Vida interior e filosofia
Quando era criança a quaresma era um momento solene de abaixar o som, moderar o apetite, fazer silêncio, a gente ficava envolto neste clima e, religião a parte, era um momento de vida interior.
Vida interior é um tema importante, até o fundamentalista político Leonardo Boff concorda (veja seu artigo), talvez em momento de tanta turbulência não custe relembrar a importância desta vida.
Li no livro Paul Ricoeur: “A memória, a história, o esquecimento” (2007) no tópico “Memória Pessoal, Memória Coletiva” importante para nossos dias, o capítulo I. A tradição do Olhar interior, para muitos pouco teria a ver com memória coletiva, mas esta passa pelo pessoal.
Ricoeur faz uma releitura de Santo Agostinho, onde ele afirma: “Foi dito com Aristóteles, diz-se de novo mais enfaticamente com Santo Agostinho, a memória é passado, e esse passado é o de minhas impressões; neste sentido, esse passado é meu passado” (Ricoeur, 2007, pg. 107).
Somos desmemoriados, alguns culpam a internet, mas é falta de análise histórica, este fenômeno do homem contemporâneo é secular e anterior a internet, é fruto da falta de narrativa, dentro ou fora da cultura midiática, falta de um espaço para o “silêncio”, a escuta interior do “ser”.

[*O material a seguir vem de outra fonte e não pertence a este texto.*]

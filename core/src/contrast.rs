//! Instrument contrast curves and the per-star expected-contrast integrator.
//!
//! A coronagraph's sensitivity is characterised by a *contrast curve*: the
//! faintest planet/star flux ratio detectable at each working angle (the
//! apparent angular separation).  For a planet on a circular orbit of
//! semi-major axis `a`, the apparent separation depends on the unknown
//! orbital inclination and phase, so the contrast floor a planet at that
//! `a` actually faces is an *expectation* over the projected separations it
//! can be seen at.
//!
//! With `t = cos(β)` for phase angle β, the projected separation is
//! `s = a·sqrt(1 - t²)` and the working angle in arcseconds is `s / d` for a
//! star at `d` parsecs.  The expected floor over the observable band
//! `[smin, min(a, smax)]` is
//!
//! ```text
//!            1        ∫ t_up
//! E[C] = ----------   |       C(a·sqrt(1 - t²) / d) dt
//!        t_up - t_lo  ∫ t_lo
//! ```
//!
//! with `t_up = sqrt(1 - (smin/a)²)` and `t_lo = sqrt(1 - (su/a)²)`.

use ndarray::Array1;
use serde::{Deserialize, Serialize};

use crate::quadrature;

/// Relative tolerance of the expected-contrast integral.
const EXPECTED_CONTRAST_RTOL: f64 = 1e-3;

/// Sub-interval limit of the expected-contrast integral.
const EXPECTED_CONTRAST_LIMIT: usize = 100;

/// Contrast assigned to semi-major axes inside the inner working angle: no
/// planet there can be detected.
pub const BLOCKED_CONTRAST: f64 = 1.0;

// ---------------------------------------------------------------------------
// Error type
// ---------------------------------------------------------------------------

/// Errors raised while building a [`ContrastCurve`].
#[derive(Debug, thiserror::Error)]
pub enum ContrastCurveError {
    #[error("contrast curve needs at least 2 samples, got {0}")]
    InsufficientData(usize),

    #[error("working-angle and contrast arrays differ in length ({0} vs {1})")]
    MismatchedLengths(usize, usize),

    #[error("working angles must be strictly increasing (sample {0})")]
    UnsortedData(usize),

    #[error("non-finite value in contrast curve at sample {0}")]
    NonFinite(usize),
}

// ---------------------------------------------------------------------------
// ContrastCurve
// ---------------------------------------------------------------------------

/// Piecewise-linear contrast curve over working angle (arcseconds).
///
/// Outside the sampled range the curve is clamped to its boundary values;
/// it never extrapolates.
#[derive(Clone, Debug, PartialEq, Serialize, Deserialize)]
#[serde(try_from = "RawCurve", into = "RawCurve")]
pub struct ContrastCurve {
    working_angles: Vec<f64>,
    contrast: Vec<f64>,
}

#[derive(Serialize, Deserialize)]
struct RawCurve {
    working_angles: Vec<f64>,
    contrast: Vec<f64>,
}

impl TryFrom<RawCurve> for ContrastCurve {
    type Error = ContrastCurveError;

    fn try_from(raw: RawCurve) -> Result<Self, Self::Error> {
        ContrastCurve::new(raw.working_angles, raw.contrast)
    }
}

impl From<ContrastCurve> for RawCurve {
    fn from(curve: ContrastCurve) -> Self {
        RawCurve {
            working_angles: curve.working_angles,
            contrast: curve.contrast,
        }
    }
}

impl ContrastCurve {
    /// Build a curve from `(working angle [arcsec], contrast)` samples.
    pub fn new(working_angles: Vec<f64>, contrast: Vec<f64>) -> Result<Self, ContrastCurveError> {
        if working_angles.len() != contrast.len() {
            return Err(ContrastCurveError::MismatchedLengths(
                working_angles.len(),
                contrast.len(),
            ));
        }
        if working_angles.len() < 2 {
            return Err(ContrastCurveError::InsufficientData(working_angles.len()));
        }
        if let Some(i) = working_angles
            .iter()
            .zip(&contrast)
            .position(|(w, c)| !w.is_finite() || !c.is_finite())
        {
            return Err(ContrastCurveError::NonFinite(i));
        }
        if let Some(i) = (1..working_angles.len()).find(|&i| working_angles[i] <= working_angles[i - 1]) {
            return Err(ContrastCurveError::UnsortedData(i));
        }

        Ok(Self {
            working_angles,
            contrast,
        })
    }

    /// A curve with the same contrast at every working angle.
    pub fn flat(inner: f64, outer: f64, contrast: f64) -> Result<Self, ContrastCurveError> {
        Self::new(vec![inner, outer], vec![contrast, contrast])
    }

    pub fn working_angles(&self) -> &[f64] {
        &self.working_angles
    }

    pub fn contrast(&self) -> &[f64] {
        &self.contrast
    }

    /// Smallest contrast anywhere on the curve.  For a piecewise-linear
    /// curve the minimum is always attained at a sample.
    pub fn min_contrast(&self) -> f64 {
        self.contrast.iter().copied().fold(f64::INFINITY, f64::min)
    }

    /// Evaluate the curve at working angle `wa` (arcsec), clamping outside
    /// the sampled range.
    pub fn eval(&self, wa: f64) -> f64 {
        let n = self.working_angles.len();
        if wa <= self.working_angles[0] {
            return self.contrast[0];
        }
        if wa >= self.working_angles[n - 1] {
            return self.contrast[n - 1];
        }

        // Index of the first sample strictly above wa; 1 <= idx <= n-1 here.
        let idx = self.working_angles.partition_point(|&w| w <= wa);
        let (x1, x2) = (self.working_angles[idx - 1], self.working_angles[idx]);
        let (y1, y2) = (self.contrast[idx - 1], self.contrast[idx]);
        let t = (wa - x1) / (x2 - x1);
        y1 + t * (y2 - y1)
    }

    /// Expected minimum detectable contrast for each semi-major axis in
    /// `a` (AU), for a star at `dist` parsecs whose observable separations
    /// span `[smin, smax]` AU.
    ///
    /// Axes inside `smin` get [`BLOCKED_CONTRAST`].  When the integration
    /// band has zero width (`min(a, smax) == smin`) the expectation is the
    /// curve evaluated at the single reachable separation `smin`.
    pub fn expected_min_contrast(&self, a: &[f64], smin: f64, smax: f64, dist: f64) -> Array1<f64> {
        a.iter()
            .map(|&aj| {
                if aj < smin {
                    return BLOCKED_CONTRAST;
                }
                let su = if aj > smax { smax } else { aj };

                let t_up = (1.0 - (smin / aj).powi(2)).sqrt();
                let t_lo = (1.0 - (su / aj).powi(2)).sqrt();
                if t_up - t_lo <= 0.0 {
                    return self.eval(smin / dist);
                }

                let integrand = |t: f64| self.eval(aj * (1.0 - t * t).max(0.0).sqrt() / dist);
                let q = quadrature::integrate(
                    integrand,
                    t_lo,
                    t_up,
                    EXPECTED_CONTRAST_RTOL,
                    EXPECTED_CONTRAST_LIMIT,
                );
                q.value / (t_up - t_lo)
            })
            .collect()
    }
}

#[cfg(test)]
mod tests {
    use super::*;
    use approx::assert_relative_eq;

    fn ramp() -> ContrastCurve {
        // contrast = 1e-9 * wa between 0.05 and 2 arcsec
        ContrastCurve::new(vec![0.05, 1.0, 2.0], vec![5e-11, 1e-9, 2e-9]).unwrap()
    }

    #[test]
    fn rejects_malformed_samples() {
        assert!(matches!(
            ContrastCurve::new(vec![0.1], vec![1e-9]),
            Err(ContrastCurveError::InsufficientData(1))
        ));
        assert!(matches!(
            ContrastCurve::new(vec![0.1, 0.2], vec![1e-9]),
            Err(ContrastCurveError::MismatchedLengths(2, 1))
        ));
        assert!(matches!(
            ContrastCurve::new(vec![0.1, 0.3, 0.3], vec![1e-9; 3]),
            Err(ContrastCurveError::UnsortedData(2))
        ));
        assert!(matches!(
            ContrastCurve::new(vec![0.1, f64::NAN], vec![1e-9; 2]),
            Err(ContrastCurveError::NonFinite(1))
        ));
    }

    #[test]
    fn interpolates_and_clamps() {
        let c = ramp();
        assert_relative_eq!(c.eval(1.5), 1.5e-9, max_relative = 1e-12);
        assert_eq!(c.eval(1.0), 1e-9);
        assert_eq!(c.eval(0.001), 5e-11);
        assert_eq!(c.eval(50.0), 2e-9);
        assert_eq!(c.min_contrast(), 5e-11);
    }

    #[test]
    fn deserialization_validates() {
        let ok: ContrastCurve =
            serde_json::from_str(r#"{"working_angles":[0.1,0.5],"contrast":[1e-9,1e-10]}"#).unwrap();
        assert_eq!(ok.min_contrast(), 1e-10);

        let bad = serde_json::from_str::<ContrastCurve>(r#"{"working_angles":[0.5,0.1],"contrast":[1e-9,1e-10]}"#);
        assert!(bad.is_err());
    }

    #[test]
    fn blocked_inside_inner_separation() {
        let c = ramp();
        let e = c.expected_min_contrast(&[0.5, 0.99], 1.0, 3.0, 10.0);
        assert_eq!(e.to_vec(), vec![BLOCKED_CONTRAST, BLOCKED_CONTRAST]);
    }

    #[test]
    fn flat_curve_expectation_is_the_flat_value() {
        let c = ContrastCurve::flat(0.01, 1.0, 3e-10).unwrap();
        let e = c.expected_min_contrast(&[1.5, 2.0, 8.0], 1.0, 4.0, 10.0);
        for v in e.iter() {
            assert_relative_eq!(*v, 3e-10, max_relative = 1e-9);
        }
    }

    #[test]
    fn linear_curve_matches_closed_form() {
        // C(wa) = 1e-9 * wa on the sampled range, and every separation
        // visited below maps into it (s/d between 0.1 and 0.3 arcsec).
        let c = ramp();
        let (a, smin, smax, d) = (3.0, 1.0, 5.0, 10.0);

        // ∫ sqrt(1 - t²) dt = (t sqrt(1 - t²) + asin t) / 2
        let antiderivative = |t: f64| 0.5 * (t * (1.0 - t * t).sqrt() + t.asin());
        let t_up = (1.0f64 - (smin / a) * (smin / a)).sqrt();
        let t_lo = 0.0;
        let expected =
            1e-9 * a / d * (antiderivative(t_up) - antiderivative(t_lo)) / (t_up - t_lo);

        let e = c.expected_min_contrast(&[a], smin, smax, d);
        assert_relative_eq!(e[0], expected, max_relative = 1e-3);
    }

    #[test]
    fn zero_width_band_uses_point_value() {
        let c = ramp();
        // a == smin: only the separation smin is reachable.
        let e = c.expected_min_contrast(&[2.0], 2.0, 5.0, 10.0);
        assert_relative_eq!(e[0], c.eval(0.2), max_relative = 1e-12);
        assert!(e[0].is_finite());

        // smin == smax < a
        let e = c.expected_min_contrast(&[4.0], 2.0, 2.0, 10.0);
        assert_relative_eq!(e[0], c.eval(0.2), max_relative = 1e-12);
    }
}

Sua relação com a vida coletiva é assim expressa por Ricoeur, depois de dizer que o criador desta vida interior no ocidente foi Agostinho de Hipona, afirma: “a novidade dessa descoberta- criação é realçada pelo contraste com a problemática grega, e depois latina, do indivíduo e da polis, que primeiro ocupou o lugar e será progressivamente partilhado entre a filosofia política e a dialética da memória desdobrada, considerada aqui” (Ricoeur, 2007, pg. 108).
Mas Agostinho teve as limitações do seu tempo, conforme Ricoeur: “Contudo, se Agostinho conhece o homem interior, ele não conhece a equação entre a identidade, o si e a memória” (Ricoeur, 2007, pg. 108) e aqui os modernos é que disseram algo.
Ricoeur fará depois a relação desta interioridade com a modernidade, passando por Kant e Husserl, mas se detendo em dois pilares singulares, o de John Locke, relacionado ao empirismo e à dicotomia natureza x cultura, e Husserl, pai da fenomenologia moderna, mas que na questão da “interioridade” trata-a no livro Lições para uma fenomenologia da consciência íntima do tempo, estes veremos depois.
O que podemos tirar de Agostinho, diz Ricoeur: “Pode-se dizer dele que inventou a interioridade sobre o fundo da experiência cristã de conversão” (Ricoeur, 2007, pg. 108), que prefiro traduzir em metanóia, no sentido de mudança de mentalidade e não apenas arrependimento.